From the beginning, Mexican elites, much like their counterparts in the United States, were divided between those who wanted power concentrated in a central state (they were known as centralists in Mexico and federalists in the United States) and those who sought a weaker central state and more regional autonomy (they were known as federalists in Mexico and republicans or anti-federalists in the United States). But unlike the United States, Mexico initially gave rise to a centralist tendency with bases in the army and the Catholic Church, as embodied in the imperious figure of Agust’n de Iturbide, who unveiled a Mexican "empire" with himself as emperor. Within months, Iturbide managed to alienate allies and skeptics alike and was quickly routed by federalists. A republican constitution was then crafted in 1824. Modeled to some extent on the Constitution of the United States—there were three branches of government, including a bicameral legislature and a president selected by state legislatures for a four-year term—it went much further in addressing the civil standing of the country's denizens, proclaiming the equality of all Mexicans regardless of race, ethnicity, or social status (though remaining mute about the enslaved of African descent, who could be found working in mining areas and on coastal sugar plantations).
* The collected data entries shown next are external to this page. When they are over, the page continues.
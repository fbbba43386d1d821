//! Document and directory metadata.
//!
//! ## Front matter
//!
//! A markdown file may open with a metadata block. Two fence styles are
//! recognised:
//!
//! ```text
//! ---                      +++
//! title: Setup             title = "Setup"
//! description: First run   description = "First run"
//! ---                      +++
//! ```
//!
//! YAML (`---`) is parsed with `serde_yaml`, TOML (`+++`) with `toml`. Only
//! `title` and `description` are read; other keys are ignored. A block that
//! fails to parse is dropped from the body and contributes no fields, so the
//! page still renders with its fallback title.
//!
//! ## Directory metadata
//!
//! A directory may hold a `_meta.json` with at least a `title`. It renames the
//! directory in the sidebar and in breadcrumbs. Missing or malformed files
//! fall back to the title-cased directory name.
//!
//! ## Resolution priority
//!
//! Each field is resolved independently, first non-empty value wins:
//!
//! - **Page title**: front matter `title` → last slug segment (dashes → spaces)
//! - **Description**: front matter `description` → empty
//! - **Directory title**: `_meta.json` `title` → title-cased directory name

use crate::naming::{self, DIR_META_FILE};
use crate::types::DirMeta;
use serde::Deserialize;
use std::path::Path;

/// Fields read from a front-matter block.
#[derive(Debug, Default, Clone, PartialEq, Eq, Deserialize)]
pub struct FrontMatter {
    #[serde(default)]
    pub title: Option<String>,
    #[serde(default)]
    pub description: Option<String>,
}

/// Resolve a metadata field from multiple sources.
///
/// Takes optional values in priority order and returns the first non-None,
/// non-blank value, trimmed.
pub fn resolve(sources: &[Option<&str>]) -> Option<String> {
    sources
        .iter()
        .filter_map(|opt| {
            opt.map(str::trim)
                .filter(|s| !s.is_empty())
                .map(String::from)
        })
        .next()
}

/// Split raw file contents into front matter and markdown body.
///
/// Returns default (empty) front matter and the whole input when the file
/// does not start with a fence or the closing fence is missing.
pub fn split_front_matter(raw: &str) -> (FrontMatter, String) {
    let raw = raw.strip_prefix('\u{feff}').unwrap_or(raw);
    let Some((fence, block, body)) = fenced_block(raw) else {
        return (FrontMatter::default(), raw.to_string());
    };

    let parsed = match fence {
        "---" => {
            if block.trim().is_empty() {
                Ok(FrontMatter::default())
            } else {
                serde_yaml::from_str::<FrontMatter>(block).map_err(|e| e.to_string())
            }
        }
        _ => toml::from_str::<FrontMatter>(block).map_err(|e| e.to_string()),
    };

    let front_matter = parsed.unwrap_or_else(|e| {
        log::warn!("ignoring malformed front matter: {e}");
        FrontMatter::default()
    });
    (front_matter, body.to_string())
}

/// Locate a leading `---`/`+++` block. Returns `(fence, block, body)`.
fn fenced_block(raw: &str) -> Option<(&'static str, &str, &str)> {
    let fence = ["---", "+++"]
        .into_iter()
        .find(|f| raw.lines().next().map(str::trim_end) == Some(*f))?;

    let after_open = raw.split_once('\n').map(|(_, rest)| rest).unwrap_or("");
    let mut offset = 0;
    for line in after_open.split_inclusive('\n') {
        if line.trim_end() == fence {
            let block = &after_open[..offset];
            let body = &after_open[offset + line.len()..];
            return Some((fence, block, body));
        }
        offset += line.len();
    }
    None
}

/// Read `_meta.json` from a directory.
///
/// `None` when the file is absent or does not parse; a parse failure is
/// logged so a typo in a title does not go unnoticed.
pub fn read_dir_meta(dir: &Path) -> Option<DirMeta> {
    let path = dir.join(DIR_META_FILE);
    let content = std::fs::read_to_string(&path).ok()?;
    match serde_json::from_str::<DirMeta>(&content) {
        Ok(meta) => Some(meta),
        Err(e) => {
            log::warn!("ignoring {}: {e}", path.display());
            None
        }
    }
}

/// Title for a directory: its `_meta.json` title, else the title-cased name.
pub fn dir_title(dir: &Path, name: &str) -> String {
    let declared = read_dir_meta(dir).map(|m| m.title);
    resolve(&[declared.as_deref()]).unwrap_or_else(|| naming::display_title(name))
}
Of perhaps greatest consequence, the constitution divided the country into nineteen states with their own elected governments and four territories (three in the north, including Alta California and Nuevo México), which came under the jurisdiction of the national legislature. Although the Catholic Church retained its monopoly on Mexico's spiritual life and the country's president could claim extraordinary powers in times of emergency, the forces of centralism in Mexico City were clearly weakened and the impulses toward federalism and local autonomy in the states and territories strengthened. In the Yucatán, Sonora y Sinaloa, and especially silver-mining Zacatecas—not to mention very distant Alta California—the federalist disposition thrived, at times manifest in tax resistance and the creation of civilian militias. And, in an effort to secure the northeastern borderlands, the Mexican government offered a variety of incentives to colonists from the United States, who began settling in Coahuila y Tejas during the early 1820s and whose loyalty to the Mexican state was soon suspect.

The task of establishing stable regimes presented enormous challenges for all the new republics of the Western Hemisphere. Haiti, the second to break colonial ties, was rent by deep conflicts between former slaves and former free people of color. They had cooperated long enough to defeat the French, the Spanish, and the British militarily and to end slavery but almost immediately sank into a political maelstrom of assassinations, coups d'état, rival governments, and domestic rebellions—all exacerbated by the diplomatic isolation that had been imposed by the United States and the European powers. Peru, Bolivia, and Chile, emerging independent from anticolonial struggles with Spain, would nonetheless battle each other for years, sometimes by force of arms, over territorial disputes that often unhinged each of their governments. Venezuela's diverse terrain made national integration difficult and turned the office of the presidency into something of a revolving door.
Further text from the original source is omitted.